Nigeria Maritime Industry and lessons of COVID-19

The good thing about the rampaging Coronavirus disease, as deadly as it is, is that it has exposed the inadequacies in our system.

The pandemic has laid bare the shortcomings that have long been embedded in our most of our public institutions.

Take the health sector for instance, the rampaging disease has shown the deep-seated rot in our health system where our public hospitals, despite the humongous amount appropriated each year, are not better than consulting clinics.

Our health care system is already overwhelmed by sheer enormity of the pandemic.

Our emergency response system was also subjected to harsh reality of inadequacies, having suffered for long through irrational fire brigade approach method.

The Nigeria Maritime industry, the second biggest revenue earner for the country, is no exception.

The pandemic has exposed the failings in the documentation and cargo delivery method.

The pandemic gave away the policy inconsistencies and inadequacies in the shipping industry.

The pandemic laid bare the insincerity of purpose of government and industry administrators to develop the sector.

Just as Temisan Omatseye, the erstwhile Director-General of Nigerian Maritime Administration and Safety Agency (NIMASA)has rightly observed that COVID-19 has shown the underbelly of the maritime industry.

We are sad to watch the industry and its operators struggling to keep working during the lockdown occasioned by the pandemic.

We are amazed to see how the lives of operators are being exposed to risks as the industry is still grappling with out-dated operational procedures.

We feel scandalised as the pandemic punished us for our failure to embrace full automation of our procedural processes at the port.

Despite long years of rhetoric and preparations, government has continued to pay lips service to the full automation of port processes.

What we have is a fragmented automation system that is not fused into one coordinated method.

One lesson that sticks out like a sore thumb which the pandemic has foisted on the industry, is the need to embrace full automation, especially the documentation and cargo delivery system.

The failure of our port administrators to implement the much talked- about Single Window project in the industry has come to fore during the pandemic.

The single window project is a single platform that integrates all the players in the system on a single platform where information can be shared.

As such, in documentation and cargo delivery method, the system will integrate freight forwarders, shipping companies, terminals operators, customs and importers on a single platform that will aid quick and seamless cargo documentation and delivery system.

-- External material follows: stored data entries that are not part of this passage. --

//! Repetition drivers shared by generated decoders.
//!
//! All three loops treat end-of-stream while reading an element as a
//! normal stop: the partially read element is discarded, the stream is
//! rewound to where that element began, and the elements collected so
//! far are returned. Any other error aborts the loop and propagates.

use crate::error::DecodeError;
use crate::stream::{KStream, Origin};

/// Outcome of reading one element.
enum Step<T> {
    Item(T),
    Stop,
}

fn step<T, F>(io: &mut KStream, index: usize, read: &mut F) -> Result<Step<T>, DecodeError>
where
    F: FnMut(&mut KStream, usize) -> Result<T, DecodeError>,
{
    let start = io.pos();
    match read(io, index) {
        Ok(item) => Ok(Step::Item(item)),
        Err(err) if err.is_eof() => {
            tracing::trace!(index, offset = start, error = %err, "repetition ended at end of stream");
            io.seek(Origin::Start, start as i64)?;
            Ok(Step::Stop)
        }
        Err(err) => Err(err),
    }
}

/// Read up to `count` elements.
///
/// # Errors
///
/// The first non-end-of-stream error raised by `read`.
pub fn repeat_expr<T, F>(io: &mut KStream, count: usize, mut read: F) -> Result<Vec<T>, DecodeError>
where
    F: FnMut(&mut KStream, usize) -> Result<T, DecodeError>,
{
    let mut items = Vec::with_capacity(count.min(io.remaining()));
    for index in 0..count {
        match step(io, index, &mut read)? {
            Step::Item(item) => items.push(item),
            Step::Stop => break,
        }
    }
    Ok(items)
}

/// Read elements until `until` holds for one of them.
///
/// The element that satisfies the predicate is kept as the last element
/// of the result. The predicate sees the stream positioned just after
/// that element.
///
/// # Errors
///
/// The first non-end-of-stream error raised by `read` or `until`.
pub fn repeat_until<T, F, P>(io: &mut KStream, mut read: F, mut until: P) -> Result<Vec<T>, DecodeError>
where
    F: FnMut(&mut KStream, usize) -> Result<T, DecodeError>,
    P: FnMut(&T, usize, &KStream) -> Result<bool, DecodeError>,
{
    let mut items = Vec::new();
    loop {
        let index = items.len();
        let item = match step(io, index, &mut read)? {
            Step::Item(item) => item,
            Step::Stop => break,
        };
        let done = until(&item, index, io)?;
        items.push(item);
        if done {
            break;
        }
    }
    Ok(items)
}

/// Read elements until the stream is exhausted.
///
/// # Errors
///
/// The first non-end-of-stream error raised by `read`.
pub fn repeat_eos<T, F>(io: &mut KStream, mut read: F) -> Result<Vec<T>, DecodeError>
where
    F: FnMut(&mut KStream, usize) -> Result<T, DecodeError>,
{
    let mut items = Vec::new();
    while !io.is_eof() {
        let before = io.pos();
        match step(io, items.len(), &mut read)? {
            Step::Item(item) => items.push(item),
            Step::Stop => break,
        }
        // An element that consumed nothing would loop forever.
        if io.pos() == before {
            break;
        }
    }
    Ok(items)
}

#[cfg(test)]
mod tests {
    use super::*;
    use crate::stream::Endian;

    fn u1(io: &mut KStream, _: usize) -> Result<u8, DecodeError> {
        Ok(io.read_u1()?)
    }

    #[test]
    fn expr_reads_exact_count() {
        let mut io = KStream::new(vec![1, 2, 3, 4]);
        assert_eq!(repeat_expr(&mut io, 3, u1).unwrap(), vec![1, 2, 3]);
        assert_eq!(io.pos(), 3);
    }

    #[test]
    fn expr_zero_reads_nothing() {
        let mut io = KStream::new(vec![1]);
        assert!(repeat_expr(&mut io, 0, u1).unwrap().is_empty());
        assert_eq!(io.pos(), 0);
    }

    #[test]
    fn expr_stops_quietly_at_eof() {
        let mut io = KStream::new(vec![1, 2]);
        assert_eq!(repeat_expr(&mut io, 5, u1).unwrap(), vec![1, 2]);
    }

    #[test]
    fn until_keeps_matching_element() {
        let mut io = KStream::new(vec![5, 9, 7]);
        let items = repeat_until(&mut io, u1, |b, _, _| Ok(*b == 9)).unwrap();
        assert_eq!(items, vec![5, 9]);
        assert_eq!(io.pos(), 2);
    }

    #[test]
    fn until_without_match_ends_at_eof() {
        let mut io = KStream::new(vec![1, 2, 3]);
        let items = repeat_until(&mut io, u1, |_, _, _| Ok(false)).unwrap();
        assert_eq!(items, vec![1, 2, 3]);
    }

    #[test]
    fn until_predicate_can_check_stream_end() {
        let mut io = KStream::new(vec![1, 2, 3]);
        let items = repeat_until(&mut io, u1, |b, _, io| Ok(*b == 0 || io.is_eof())).unwrap();
        assert_eq!(items, vec![1, 2, 3]);
    }

    #[test]
    fn eos_discards_partial_element() {
        let mut io = KStream::new(vec![1, 0, 2, 0, 3]);
        let items = repeat_eos(&mut io, |io, _| Ok(io.read_u2(Endian::Little)?)).unwrap();
        assert_eq!(items, vec![1, 2]);
        assert_eq!(io.pos(), 4);
    }

    #[test]
    fn partial_multi_read_element_is_rewound() {
        let mut io = KStream::new(vec![1, 2, 3]);
        let items = repeat_eos(&mut io, |io, _| {
            let a = io.read_u1()?;
            let b = io.read_u1()?;
            Ok((a, b))
        })
        .unwrap();
        assert_eq!(items, vec![(1, 2)]);
        assert_eq!(io.pos(), 2);
    }

    #[test]
    fn index_is_passed_to_reader() {
        let mut io = KStream::new(vec![0; 3]);
        let items = repeat_expr(&mut io, 3, |io, index| {
            io.read_u1()?;
            Ok(index)
        })
        .unwrap();
        assert_eq!(items, vec![0, 1, 2]);
    }

    #[test]
    fn non_eof_errors_propagate() {
        let mut io = KStream::new(vec![1, 2]);
        let result = repeat_eos(&mut io, |_: &mut KStream, _| -> Result<u8, DecodeError> {
            Err(DecodeError::UnsetField { field: "x" })
        });
        assert_eq!(result.unwrap_err(), DecodeError::UnsetField { field: "x" });
    }
}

It eliminates human contacts in the cargo delivery method.

Also, the industry single window project is intended to integrate the operations of all the government agencies such as NPA, NIMASA, Nigerian Shippers’ Council, Nigeria Customs and other players of the industry.

However, despite the advantages of the project, its implementation has consistently been frustrated by greed and corruption among the port administrators.

A fully operational single window project would have made the port operations to continue full blast during this lockdown without challenges as it is presently.

There wouldn’t have been any need for freight forwarders to be physically present at the port before they ply their trade.

The Nigerian Shippers’ Council could have utilised elsewhere the resources it now deployed to making sure Customs brokers get to the ports during the lockdown.

If Nigeria Customs Service had embraced scanning system, there wouldn’t have been any need for physical examination of cargo.

If the banks, terminal operators, shipping companies, Customs have all been integrated on the same single window platform, importers and their agents wouldn’t have had any need to physically go to the ports for documentation and delivery processes.

All these procedures would have been carried out in the comfort of their rooms.

What we currently have in the industry is a fragmented automation system which is not harmonised into a single-window portal.

It is an individualist approach to automation when the operations of each of the operators such as the Customs, NPA, NIMASA and Shippers’ Council are automated but without fully integrated with one another.

Until this is done, the industry will continue to experience the avoidable challenges as we are currently witnessing during the COVID-19 lockdown when the port industry is not working to its optimum capacity and efficiency.

The time is now when all loopholes must be plugged to move Nigeria Maritime Industry forward and take its pride of place in the comity of maritime nations.